Gig review by Steve Bennett at the New Theatre, Oxford

It’s a peculiarly British trait to have affection for the posh. Whatever their unfair advantages of birth or the entitlement that imbues, when the assuredness is undercut with a knowing self-disparagement or comic buffoonery, we forgive them a lot. It’s what Boris Johnson has built his career on. 

So you’d have to be a pretty strident class warrior not to be charmed by Jack Whitehall. Like Michael McIntyre before him, he celebrates his elevated Waitrose-shopping, Notting Hill lifestyle, but he is also so quick to mock his privilege, so full of apologetic cordiality and so dynamic a stand-up performer that he can win over almost any cynic.

Class, that irritant at the centre of so many comedy pearls, is brilliantly played up for laughs here. He admits he should be a card-carrying member of the ‘posh twats society’ but somehow finds himself advertising Asda. Somewhere you expect Micky Flanagan is in a recording booth wondering why he's plugging Asprey.

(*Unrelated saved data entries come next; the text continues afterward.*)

//! Integration tests for requisitions and their UID sequences.

mod common;

use chrono::{Datelike, Utc};
use rust_decimal_macros::dec;
use sea_orm::EntityTrait;

use gasto_core::approval::ApprovalError;
use gasto_db::RequisitionRepository;
use gasto_db::entities::{
    purchase_requests,
    sea_orm_active_enums::{RequestStatus, RequisitionPriority, UserRole},
};
use gasto_db::repositories::requisition::{
    CreateRequisitionInput, RequisitionError, RequisitionItemInput, UpdateRequisitionInput,
};

use common::{actor, fixture, seed_department, seed_user};

fn requisition_input(title: &str) -> CreateRequisitionInput {
    CreateRequisitionInput {
        title: title.to_string(),
        total_amount: dec!(750.50),
        justification: "replacement laptops for the onboarding batch".to_string(),
        priority: RequisitionPriority::High,
        supplier_id: None,
        client_id: None,
        items: vec![
            RequisitionItemInput {
                description: "laptop".to_string(),
                quantity: 2,
                unit_price: dec!(350),
            },
            RequisitionItemInput {
                description: "dock".to_string(),
                quantity: 1,
                unit_price: dec!(50.50),
            },
        ],
        attachments: vec!["attachments/quote.pdf".to_string()],
    }
}

#[tokio::test]
async fn create_allocates_sequential_uids() {
    let fx = fixture().await;
    let repo = RequisitionRepository::new(fx.db.clone());
    let year = Utc::now().year();

    let first = repo
        .create(&fx.user, requisition_input("Laptops"))
        .await
        .unwrap();
    let second = repo
        .create(&fx.user, requisition_input("Docks"))
        .await
        .unwrap();

    assert_eq!(
        first.requisition.requisition_uid,
        format!("REQ-O-{year}-001")
    );
    assert_eq!(
        second.requisition.requisition_uid,
        format!("REQ-O-{year}-002")
    );
    assert_eq!(first.requisition.status, RequestStatus::Pending);
    assert_eq!(first.items.len(), 2);
    assert_eq!(first.items[0].position, 0);
    assert_eq!(first.items[0].description, "laptop");
    assert_eq!(first.attachments.len(), 1);
}

#[tokio::test]
async fn sequences_are_scoped_per_department() {
    let fx = fixture().await;
    let finance = seed_department(&fx.db, fx.company.id, "Finance", true).await;
    let finance_user = seed_user(
        &fx.db,
        fx.company.id,
        Some(finance.id),
        "fina@acme.test",
        UserRole::User,
    )
    .await;

    let repo = RequisitionRepository::new(fx.db.clone());
    let year = Utc::now().year();

    repo.create(&fx.user, requisition_input("Ops one"))
        .await
        .unwrap();
    let fin = repo
        .create(&finance_user, requisition_input("Fin one"))
        .await
        .unwrap();

    // Each department starts its own sequence at 1.
    assert_eq!(fin.requisition.requisition_uid, format!("REQ-F-{year}-001"));
}

#[tokio::test]
async fn sequence_numbers_are_never_reused_after_deletion() {
    let fx = fixture().await;
    let repo = RequisitionRepository::new(fx.db.clone());
    let year = Utc::now().year();

    repo.create(&fx.user, requisition_input("One"))
        .await
        .unwrap();
    let second = repo
        .create(&fx.user, requisition_input("Two"))
        .await
        .unwrap();

    // Hard-delete the latest requisition directly.
    purchase_requests::Entity::delete_by_id(second.requisition.id)
        .exec(&fx.db)
        .await
        .unwrap();

    let third = repo
        .create(&fx.user, requisition_input("Three"))
        .await
        .unwrap();
    assert_eq!(
        third.requisition.requisition_uid,
        format!("REQ-O-{year}-003")
    );
}

#[tokio::test]
async fn inactive_department_blocks_creation() {
    let fx = fixture().await;
    let dormant = seed_department(&fx.db, fx.company.id, "Warehouse", false).await;
    let warehouse_user = seed_user(
        &fx.db,
        fx.company.id,
        Some(dormant.id),
        "wally@acme.test",
        UserRole::User,
    )
    .await;

    let repo = RequisitionRepository::new(fx.db.clone());
    let err = repo
        .create(&warehouse_user, requisition_input("Shelving"))
        .await
        .unwrap_err();

    match err {
        RequisitionError::DepartmentInactive { name } => assert_eq!(name, "Warehouse"),
        other => panic!("expected DepartmentInactive, got {other:?}"),
    }

    // No row was created.
    let count = purchase_requests::Entity::find().all(&fx.db).await.unwrap();
    assert!(count.is_empty());
}

#[tokio::test]
async fn user_without_department_cannot_create() {
    let fx = fixture().await;
    let floating = seed_user(&fx.db, fx.company.id, None, "free@acme.test", UserRole::User).await;

    let repo = RequisitionRepository::new(fx.db.clone());
    let err = repo
        .create(&floating, requisition_input("Anything"))
        .await
        .unwrap_err();
    assert!(matches!(err, RequisitionError::NoDepartment));
}

#[tokio::test]
async fn approve_and_reject_are_one_way() {
    let fx = fixture().await;
    let repo = RequisitionRepository::new(fx.db.clone());

    let created = repo
        .create(&fx.user, requisition_input("Chairs"))
        .await
        .unwrap();
    let id = created.requisition.id;

    let approved = repo.approve(id, &actor(&fx.admin)).await.unwrap();
    assert_eq!(approved.status, RequestStatus::Approved);
    assert_eq!(approved.reviewed_by, Some(fx.admin.id));

    // Re-approving and rejecting an approved requisition both fail.
    let err = repo.approve(id, &actor(&fx.admin)).await.unwrap_err();
    assert!(matches!(
        err,
        RequisitionError::Approval(ApprovalError::InvalidTransition { .. })
    ));
    let err = repo
        .reject(id, &actor(&fx.admin), Some("late".to_string()))
        .await
        .unwrap_err();
    assert!(matches!(
        err,
        RequisitionError::Approval(ApprovalError::InvalidTransition { .. })
    ));
}

#[tokio::test]
async fn reject_stores_the_reason() {
    let fx = fixture().await;
    let repo = RequisitionRepository::new(fx.db.clone());

    let created = repo
        .create(&fx.user, requisition_input("Monitors"))
        .await
        .unwrap();

    let rejected = repo
        .reject(
            created.requisition.id,
            &actor(&fx.admin),
            Some("no budget this quarter".to_string()),
        )
        .await
        .unwrap();

    assert_eq!(rejected.status, RequestStatus::Rejected);
    assert_eq!(
        rejected.rejection_reason.as_deref(),
        Some("no budget this quarter")
    );
}

#[tokio::test]
async fn approve_by_non_admin_is_forbidden() {
    let fx = fixture().await;
    let repo = RequisitionRepository::new(fx.db.clone());

    let created = repo
        .create(&fx.user, requisition_input("Printer"))
        .await
        .unwrap();

    let err = repo
        .approve(created.requisition.id, &actor(&fx.user))
        .await
        .unwrap_err();
    assert!(matches!(err, RequisitionError::Forbidden(_)));
}

#[tokio::test]
async fn non_admin_update_drops_status() {
    let fx = fixture().await;
    let repo = RequisitionRepository::new(fx.db.clone());

    let created = repo
        .create(&fx.user, requisition_input("Desks"))
        .await
        .unwrap();

    let updated = repo
        .update(
            created.requisition.id,
            &actor(&fx.user),
            UpdateRequisitionInput {
                title: Some("Standing desks".to_string()),
                status: Some(RequestStatus::Approved),
                ..Default::default()
            },
        )
        .await
        .unwrap();

    assert_eq!(updated.title, "Standing desks");
    assert_eq!(updated.status, RequestStatus::Pending);
}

‘God, these stories are so relatable,’ Whitehall teases as he speaks of a black-tie party where he met Prince Harry. But he is not so far removed from normal life he can’t mock guilty sojourns to KFC or Subway, the sneers about such outlets that many secretly harbour only heightened through his social standing.

The delivery is camp and exaggeratedly animated as he strides the stage. At times – primarily when getting riled about the rigamarole of flying – he channels Rik Mayall’s heightened incredulity. Watered down a bit maybe (you feel this is a performance rather than reality), but the same outlandish outrage is at the core. 

Another part of the joke is that he believes himself to be better than the smutty tales and cheap gimmicks of stand-up – though of course he’s not, and the fact he can’t help himself adds both an extra layer of frustration a conspiratorial air of naughtiness that he’s confiding what he oughtn’t. That’s amplified by the tales he tells out of school of his real-life mates. His voice work playing a troll might have been cut from the finished version of Frozen, as he’s mentioned before, but he can still be a troll of the internet variety in real life.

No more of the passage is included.